Required action:
Which lines of the data below include the string "Option"? Return each of them.

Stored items
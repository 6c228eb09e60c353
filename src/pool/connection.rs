//! Upstream connection lifecycle
//!
//! A [`Connection`] owns one TCP socket to a memcached node plus the state
//! the pool needs to decide when to retire it: the generation it was minted
//! under, its inactivity deadline, and a sticky record of why it expired.

use crate::error::PoolError;
use std::io;
use std::sync::atomic::{AtomicU64, Ordering};
use std::sync::OnceLock;
use std::time::{Duration, Instant};
use tokio::net::TcpStream;
use tracing::debug;

static NEXT_CONNECTION_ID: AtomicU64 = AtomicU64::new(0);

/// Allocate a process-unique monotonic connection identifier.
///
/// Shared between upstream connections and accepted client sockets so a
/// single id space covers every socket the proxy touches.
pub fn next_connection_id() -> u64 {
    NEXT_CONNECTION_ID.fetch_add(1, Ordering::SeqCst) + 1
}

/// Lifecycle states; transitions flow only forward.
#[derive(Debug, Clone, Copy, PartialEq, Eq)]
pub enum ConnectionState {
    /// Created, never dialed
    Fresh,
    /// Dialed and usable
    Live,
    /// Marked for discard on return
    Expiring,
    /// Socket released; terminal
    Closed,
}

/// Why a connection was rejected by the expiry predicate. Recorded once;
/// later checks keep the first reason.
#[derive(Debug, Clone, Copy, PartialEq, Eq)]
pub enum ExpireReason {
    /// The inactivity deadline passed
    Expired,
    /// Minted under an older pool generation
    Stale,
    /// The owning pool is no longer connected
    PoolClosed,
}

impl ExpireReason {
    /// Tag value for monitor events.
    pub fn as_str(&self) -> &'static str {
        match self {
            ExpireReason::Expired => "expired",
            ExpireReason::Stale => "stale",
            ExpireReason::PoolClosed => "pool_closed",
        }
    }
}

impl std::fmt::Display for ExpireReason {
    fn fmt(&self, f: &mut std::fmt::Formatter<'_>) -> std::fmt::Result {
        f.write_str(self.as_str())
    }
}

/// A single upstream socket plus its lifecycle state.
#[derive(Debug)]
pub struct Connection {
    id: u64,
    address: String,
    stream: Option<TcpStream>,
    generation: u64,
    created_at: Instant,
    expires_at: Option<Instant>,
    last_used_at: Instant,
    idle_timeout: Option<Duration>,
    state: ConnectionState,
    expire_reason: OnceLock<ExpireReason>,
}

impl Connection {
    /// Allocate a fresh connection. No network I/O happens here; the dial
    /// is deferred to the first checkout.
    pub fn new(address: &str, generation: u64, idle_timeout: Option<Duration>) -> Self {
        let now = Instant::now();
        Connection {
            id: next_connection_id(),
            address: address.to_string(),
            stream: None,
            generation,
            created_at: now,
            expires_at: idle_timeout.map(|t| now + t),
            last_used_at: now,
            idle_timeout,
            state: ConnectionState::Fresh,
            expire_reason: OnceLock::new(),
        }
    }

    /// Process-unique identifier.
    pub fn id(&self) -> u64 {
        self.id
    }

    /// Upstream endpoint string.
    pub fn address(&self) -> &str {
        &self.address
    }

    /// Generation the connection was minted under.
    pub fn generation(&self) -> u64 {
        self.generation
    }

    /// Current lifecycle state.
    pub fn state(&self) -> ConnectionState {
        self.state
    }

    /// Wall-clock age of the connection.
    pub fn age(&self) -> Duration {
        self.created_at.elapsed()
    }

    /// Whether the socket has been dialed.
    pub fn is_dialed(&self) -> bool {
        self.state != ConnectionState::Fresh
    }

    /// The recorded expiry reason, if the predicate ever matched.
    pub fn expire_reason(&self) -> Option<ExpireReason> {
        self.expire_reason.get().copied()
    }

    /// Mutable access to the socket while checked out.
    pub fn stream_mut(&mut self) -> Option<&mut TcpStream> {
        self.stream.as_mut()
    }

    /// Open the TCP socket. `Fresh -> Live`; a failed or timed-out dial
    /// transitions to `Closed` and surfaces the cause.
    pub async fn connect(&mut self, timeout: Duration) -> Result<(), PoolError> {
        let dial = tokio::time::timeout(timeout, TcpStream::connect(&self.address)).await;

        let stream = match dial {
            Ok(Ok(stream)) => stream,
            Ok(Err(e)) => {
                self.state = ConnectionState::Closed;
                return Err(PoolError::Dial {
                    address: self.address.clone(),
                    id: self.id,
                    source: e,
                });
            }
            Err(_) => {
                self.state = ConnectionState::Closed;
                return Err(PoolError::Dial {
                    address: self.address.clone(),
                    id: self.id,
                    source: io::Error::new(io::ErrorKind::TimedOut, "connect timeout"),
                });
            }
        };

        if let Err(e) = stream.set_nodelay(true) {
            debug!(address = %self.address, id = self.id, error = %e, "failed to set nodelay");
        }

        self.stream = Some(stream);
        self.state = ConnectionState::Live;
        self.touch();
        debug!(address = %self.address, id = self.id, "upstream connection established");
        Ok(())
    }

    /// Refresh `last_used_at` and the inactivity deadline.
    pub fn touch(&mut self) {
        let now = Instant::now();
        self.last_used_at = now;
        self.expires_at = self.idle_timeout.map(|t| now + t);
    }

    /// Mark the connection for discard when it is next returned.
    pub fn mark_expiring(&mut self) {
        if matches!(self.state, ConnectionState::Fresh | ConnectionState::Live) {
            self.state = ConnectionState::Expiring;
        }
    }

    /// Idempotent close: `-> Closed`, socket released.
    pub fn close(&mut self) {
        if self.state != ConnectionState::Closed {
            self.state = ConnectionState::Closed;
            self.stream = None;
        }
    }

    /// Expiry predicate. Pool state and generation arrive as snapshots so
    /// the connection never holds a reference back into its pool. The
    /// first matching reason is recorded and sticks.
    pub fn expired(&self, pool_open: bool, pool_generation: u64) -> bool {
        match self.state {
            ConnectionState::Closed | ConnectionState::Expiring => return true,
            ConnectionState::Fresh | ConnectionState::Live => {}
        }

        if !pool_open {
            let _ = self.expire_reason.set(ExpireReason::PoolClosed);
            return true;
        }

        if self.generation < pool_generation {
            let _ = self.expire_reason.set(ExpireReason::Stale);
            return true;
        }

        if let Some(deadline) = self.expires_at {
            if deadline <= Instant::now() {
                let _ = self.expire_reason.set(ExpireReason::Expired);
                return true;
            }
        }

        false
    }
}

#[cfg(test)]
mod tests {
    use super::*;

    #[test]
    fn test_ids_are_monotonic() {
        let a = Connection::new("localhost:11211", 0, None);
        let b = Connection::new("localhost:11211", 0, None);
        assert!(b.id() > a.id());
    }

    #[test]
    fn test_new_connection_is_fresh() {
        let conn = Connection::new("localhost:11211", 3, None);
        assert_eq!(conn.state(), ConnectionState::Fresh);
        assert!(!conn.is_dialed());
        assert_eq!(conn.generation(), 3);
        assert_eq!(conn.expire_reason(), None);
    }

    #[test]
    fn test_fresh_live_connection_not_expired() {
        let conn = Connection::new("localhost:11211", 1, Some(Duration::from_secs(60)));
        assert!(!conn.expired(true, 1));
        assert_eq!(conn.expire_reason(), None);
    }

    #[test]
    fn test_expired_by_inactivity() {
        let conn = Connection::new("localhost:11211", 0, Some(Duration::from_nanos(1)));
        std::thread::sleep(Duration::from_millis(2));
        assert!(conn.expired(true, 0));
        assert_eq!(conn.expire_reason(), Some(ExpireReason::Expired));
    }

    #[test]
    fn test_expired_by_generation() {
        let conn = Connection::new("localhost:11211", 1, None);
        assert!(conn.expired(true, 2));
        assert_eq!(conn.expire_reason(), Some(ExpireReason::Stale));
    }

    #[test]
    fn test_expired_by_pool_state() {
        let conn = Connection::new("localhost:11211", 1, None);
        assert!(conn.expired(false, 1));
        assert_eq!(conn.expire_reason(), Some(ExpireReason::PoolClosed));
    }

    #[test]
    fn test_reason_precedence_and_stickiness() {
        // pool closure outranks staleness, and the first reason sticks
        let conn = Connection::new("localhost:11211", 1, Some(Duration::from_nanos(1)));
        std::thread::sleep(Duration::from_millis(2));
        assert!(conn.expired(false, 2));
        assert_eq!(conn.expire_reason(), Some(ExpireReason::PoolClosed));

        assert!(conn.expired(true, 2));
        assert_eq!(conn.expire_reason(), Some(ExpireReason::PoolClosed));
    }

    #[test]
    fn test_touch_refreshes_deadline() {
        let mut conn = Connection::new("localhost:11211", 0, Some(Duration::from_millis(50)));
        std::thread::sleep(Duration::from_millis(30));
        conn.touch();
        std::thread::sleep(Duration::from_millis(30));
        // 60ms since creation but only 30ms since last touch
        assert!(!conn.expired(true, 0));
    }

    #[test]
    fn test_close_is_idempotent_and_terminal() {
        let mut conn = Connection::new("localhost:11211", 0, None);
        conn.close();
        assert_eq!(conn.state(), ConnectionState::Closed);
        conn.close();
        assert_eq!(conn.state(), ConnectionState::Closed);
        assert!(conn.expired(true, 0));
    }

    #[test]
    fn test_mark_expiring() {
        let mut conn = Connection::new("localhost:11211", 0, None);
        conn.mark_expiring();
        assert_eq!(conn.state(), ConnectionState::Expiring);
        assert!(conn.expired(true, 0));

        // expiring does not regress a closed connection
        let mut conn = Connection::new("localhost:11211", 0, None);
        conn.close();
        conn.mark_expiring();
        assert_eq!(conn.state(), ConnectionState::Closed);
    }

    #[test]
    fn test_expire_reason_display() {
        assert_eq!(ExpireReason::Expired.to_string(), "expired");
        assert_eq!(ExpireReason::Stale.to_string(), "stale");
        assert_eq!(ExpireReason::PoolClosed.to_string(), "pool_closed");
    }

    #[tokio::test]
    async fn test_connect_refused() {
        // a port nothing listens on
        let listener = tokio::net::TcpListener::bind("127.0.0.1:0").await.unwrap();
        let addr = listener.local_addr().unwrap();
        drop(listener);

        let mut conn = Connection::new(&addr.to_string(), 0, None);
        let err = conn.connect(Duration::from_secs(1)).await.unwrap_err();
        assert!(matches!(err, PoolError::Dial { .. }));
        assert_eq!(conn.state(), ConnectionState::Closed);
    }

    #[tokio::test]
    async fn test_connect_transitions_to_live() {
        let listener = tokio::net::TcpListener::bind("127.0.0.1:0").await.unwrap();
        let addr = listener.local_addr().unwrap();

        let mut conn = Connection::new(&addr.to_string(), 0, None);
        conn.connect(Duration::from_secs(1)).await.unwrap();
        assert_eq!(conn.state(), ConnectionState::Live);
        assert!(conn.is_dialed());
        assert!(conn.stream_mut().is_some());
    }
}
//! Per-client request loop
//!
//! For each accepted client socket: read a wire message, check an
//! upstream connection out of the pool, write the message upstream, read
//! the reply, return the connection, write the reply back. Requests on
//! one client socket are strictly serial; there is no pipelining.

use crate::error::{PoolError, WireError};
use crate::listener::{ConnectionHandler, ProxyStream};
use crate::metrics::StatsdClient;
use crate::pool::{ConnectionWrapper, Server};
use crate::wire::{read_frame, write_frame};
use async_trait::async_trait;
use bytes::BytesMut;
use std::sync::Arc;
use std::time::Duration;
use thiserror::Error;
use tokio::time::Instant;
use tokio_util::sync::CancellationToken;
use tracing::{debug, error};

#[derive(Error, Debug)]
enum HandleError {
    #[error(transparent)]
    Wire(#[from] WireError),
    #[error(transparent)]
    Pool(#[from] PoolError),
}

impl HandleError {
    fn is_eof(&self) -> bool {
        matches!(self, HandleError::Wire(e) if e.is_eof())
    }
}

/// Handler for the memcached data path.
pub struct ProxyHandler {
    statsd: Arc<StatsdClient>,
    server: Arc<Server>,
    local_address: String,
    read_timeout: Duration,
    write_timeout: Duration,
}

impl ProxyHandler {
    /// Build a handler proxying to `server`.
    pub fn new(
        statsd: Arc<StatsdClient>,
        server: Arc<Server>,
        local_address: &str,
        read_timeout: Duration,
        write_timeout: Duration,
    ) -> Arc<Self> {
        Arc::new(ProxyHandler {
            statsd,
            server,
            local_address: local_address.to_string(),
            read_timeout,
            write_timeout,
        })
    }

    async fn handle_message(
        &self,
        stream: &mut ProxyStream,
        buf: &mut BytesMut,
        id: u64,
        kill: &CancellationToken,
    ) -> Result<(), HandleError> {
        let start = Instant::now();
        let result = self.handle_message_inner(stream, buf, id, kill).await;
        self.statsd.timing(
            "handle_message",
            start.elapsed(),
            &[format!("success:{}", result.is_ok())],
        );
        result
    }

    async fn handle_message_inner(
        &self,
        stream: &mut ProxyStream,
        buf: &mut BytesMut,
        id: u64,
        kill: &CancellationToken,
    ) -> Result<(), HandleError> {
        // no read timeout on the client side; clients may idle
        read_frame(stream, buf, kill, None, None, &self.local_address, id).await?;

        self.round_trip(buf, id, kill).await?;

        write_frame(stream, buf, kill, None, None, &self.local_address, id).await?;
        Ok(())
    }

    /// One upstream round trip. The request in `buf` is replaced by the
    /// reply. Wire errors on the upstream leg mark the connection for
    /// discard before it is returned.
    async fn round_trip(
        &self,
        buf: &mut BytesMut,
        client_id: u64,
        kill: &CancellationToken,
    ) -> Result<(), HandleError> {
        let mut wrapper = self.checkout(kill).await?;
        let address = wrapper.address().to_string();
        let upstream_id = wrapper.id();
        debug!(local_id = client_id, upstream_id, "connection checked out");

        if let Err(e) = write_frame(
            wrapper.stream_mut(),
            buf,
            kill,
            Some(self.write_timeout),
            None,
            &address,
            upstream_id,
        )
        .await
        {
            wrapper.close();
            return Err(e.into());
        }

        if let Err(e) = read_frame(
            wrapper.stream_mut(),
            buf,
            kill,
            Some(self.read_timeout),
            None,
            &address,
            upstream_id,
        )
        .await
        {
            wrapper.close();
            return Err(e.into());
        }

        Ok(())
    }

    async fn checkout(&self, kill: &CancellationToken) -> Result<ConnectionWrapper, PoolError> {
        let start = Instant::now();
        let result = self.server.checkout(kill, None).await;
        let address = match &result {
            Ok(wrapper) => wrapper.address().to_string(),
            Err(_) => String::new(),
        };
        self.statsd.timing(
            "checkout_connection",
            start.elapsed(),
            &[
                format!("address:{}", address),
                format!("success:{}", result.is_ok()),
            ],
        );
        result
    }
}

#[async_trait]
impl ConnectionHandler for ProxyHandler {
    async fn handle(&self, mut stream: ProxyStream, id: u64, kill: CancellationToken) {
        let mut buf = BytesMut::new();
        loop {
            if let Err(e) = self.handle_message(&mut stream, &mut buf, id, &kill).await {
                // errors during force shutdown and clean closes are routine
                if !e.is_eof() && !kill.is_cancelled() {
                    error!(local_id = id, error = %e, "error handling message");
                }
                return;
            }
        }
    }
}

Completed exercise:
    stream: Option<TcpStream>,
    expires_at: Option<Instant>,
    idle_timeout: Option<Duration>,
    pub fn new(address: &str, generation: u64, idle_timeout: Option<Duration>) -> Self {
    pub fn expire_reason(&self) -> Option<ExpireReason> {
    pub fn stream_mut(&mut self) -> Option<&mut TcpStream> {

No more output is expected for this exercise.